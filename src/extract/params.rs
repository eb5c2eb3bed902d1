//! Extraction of a block's parameters and their enumerated values.
//!
//! Parameters live on a convention-named companion event type
//! `<Block>_$Parameters`: one member per parameter, plus constant members
//! representing the enumerated choices of a parameter.

use ahash::AHashMap;
use itertools::Itertools;

use crate::doc::{DocumentTree, Member, TypeDefinition};
use crate::error::ExtractionError;
use crate::metadata::{EnumValue, Parameter};

use super::{
    DEFAULT_VALUE_PREFIX, IdRegistry, PARAMETERS_SUFFIX, find_default_value, parse_description,
};
use crate::extract::types::{resolve_member_type, type_underscore_name};

const SEMANTIC_TYPE_TAG: &str = "$semanticType";
const DISPLAY_TYPE_TAG: &str = "$displayType";
const MIN_NUM_ENTRIES_TAG: &str = "$minNumEntries";
const OPTIONAL_TAG: &str = "$optional";
const DISPLAY_HEADER_TAGS: [(&str, &str); 2] = [
    ("$displayHeaderName", "name"),
    ("$displayHeaderValue", "value"),
];

/// Collects the parameters of a block from its companion parameters type.
/// A referenced-but-missing parameters type yields an empty list.
pub(super) fn extract_parameters(
    ty: &TypeDefinition,
    tree: &DocumentTree,
    ids: &mut IdRegistry,
) -> Result<Vec<Parameter>, ExtractionError> {
    let holder_name = format!("{}{}", ty.name.trim(), PARAMETERS_SUFFIX);
    let Some(holder_member) = ty.member_of_type(&holder_name) else {
        return Ok(Vec::new());
    };
    let package = holder_member.package.as_deref().unwrap_or("");
    let Some(params_type) = tree.find_event_type(package, &holder_name) else {
        log::error!("Parameter element not found. Parameter type = {package}.{holder_name}");
        return Ok(Vec::new());
    };

    let mut enum_values = collect_enum_values(params_type)?;

    let mut parameters = Vec::new();
    for (name, member) in params_type.named_members() {
        let resolved = resolve_member_type(member)?;
        if member.constant || !resolved.is_supported {
            continue;
        }
        let id = name.trim_matches(['\t', ' ']).to_string();
        ids.claim(&id, "parameter")?;

        let mut parameter = Parameter {
            id: id.clone(),
            name: id,
            param_type: resolved.name,
            ..Parameter::default()
        };

        parameter.semantic_type = member.tag_text(SEMANTIC_TYPE_TAG);
        parameter.display_type = member.tag_text(DISPLAY_TYPE_TAG);
        if let Some(text) = member.tag_text(MIN_NUM_ENTRIES_TAG) {
            parameter.min_num_entries =
                Some(
                    text.parse()
                        .map_err(|_| ExtractionError::NonNumericTag {
                            member: member.display_name().to_string(),
                            value: text.clone(),
                        })?,
                );
        }
        // `$optional` forces optionality in the UI, useful for `any` types.
        if member.has_tag(OPTIONAL_TAG) || resolved.is_optional {
            parameter.optional = Some(true);
        }
        for (tag, key) in DISPLAY_HEADER_TAGS {
            if let Some(text) = member.tag_text(tag) {
                parameter.display_headers.insert(key.to_string(), text);
            }
        }

        parameter.default_value =
            find_default_value(params_type, &format!("{DEFAULT_VALUE_PREFIX}{name}"))?;

        if let Some(text) = member.description.as_deref() {
            let parsed = parse_description(text, true);
            parameter.description = parsed.description;
            parameter.extended_description = parsed.extended;
            if let Some(name) = parsed.name.filter(|n| !n.is_empty()) {
                parameter.name = name;
            }
        }

        let enum_key = format!("{}_", type_underscore_name(member)?);
        if let Some(values) = enum_values.remove(&enum_key) {
            if !values.is_empty() {
                parameter.enumerated_values = values;
            }
        }

        parameters.push(parameter);
    }
    Ok(parameters)
}

/// Maps each candidate parameter key to the enum values attributed to it.
///
/// Constants follow the naming convention `<parentParameter>_<suffix>`, so a
/// constant is matched to the longest parameter key that prefixes its own
/// type-qualified key; the unmatched remainder becomes the enum id. When two
/// parameter names prefix one another (say `range` and `range_max`), the
/// longer one must win, hence the descending key order. A constant matching
/// no parameter key is dropped.
fn collect_enum_values(
    params_type: &TypeDefinition,
) -> Result<AHashMap<String, Vec<EnumValue>>, ExtractionError> {
    let mut values: AHashMap<String, Vec<EnumValue>> = AHashMap::new();
    for (_, member) in params_type.named_members() {
        let resolved = resolve_member_type(member)?;
        if !member.constant && resolved.is_supported {
            values.insert(format!("{}_", type_underscore_name(member)?), Vec::new());
        }
    }
    let keys: Vec<String> = values.keys().cloned().sorted().rev().collect();

    for (name, member) in params_type.named_members() {
        let resolved = resolve_member_type(member)?;
        if !member.constant || !resolved.is_supported {
            continue;
        }
        let constant_key = type_underscore_name(member)?;
        let Some(parent) = keys.iter().find(|k| constant_key.starts_with(k.as_str())) else {
            continue;
        };
        let Some(value) = enum_value(member, name, &constant_key[parent.len()..]) else {
            continue;
        };
        if let Some(list) = values.get_mut(parent.as_str()) {
            list.push(value);
        }
    }
    Ok(values)
}

/// Builds one enum value from a constant member; a missing or malformed
/// declared value skips just this constant.
fn enum_value(member: &Member, member_name: &str, enum_id: &str) -> Option<EnumValue> {
    let Some(raw) = member.type_value.as_deref() else {
        log::warn!("Enum constant '{member_name}' has no declared value; skipping it");
        return None;
    };
    let value = match serde_json::from_str(raw) {
        Ok(value) => value,
        Err(err) => {
            log::warn!("Enum constant '{member_name}' has a malformed value '{raw}': {err}");
            return None;
        }
    };

    let mut name = enum_id.to_string();
    let mut description = None;
    match member.description.as_deref() {
        Some(text) => {
            let parsed = parse_description(text, true);
            if let Some(parsed_name) = parsed.name.filter(|n| !n.is_empty()) {
                name = parsed_name;
            }
            description = parsed.description.filter(|d| !d.is_empty());
        }
        None => {
            log::info!("No documentation found for the name of enum '{member_name}'");
        }
    }

    Some(EnumValue {
        id: enum_id.to_string(),
        name,
        value,
        description,
    })
}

Directions => Wherever the string "super" turns up in the material, copy the whole line.

Solved exercise =>
use super::{
pub(super) fn extract_parameters(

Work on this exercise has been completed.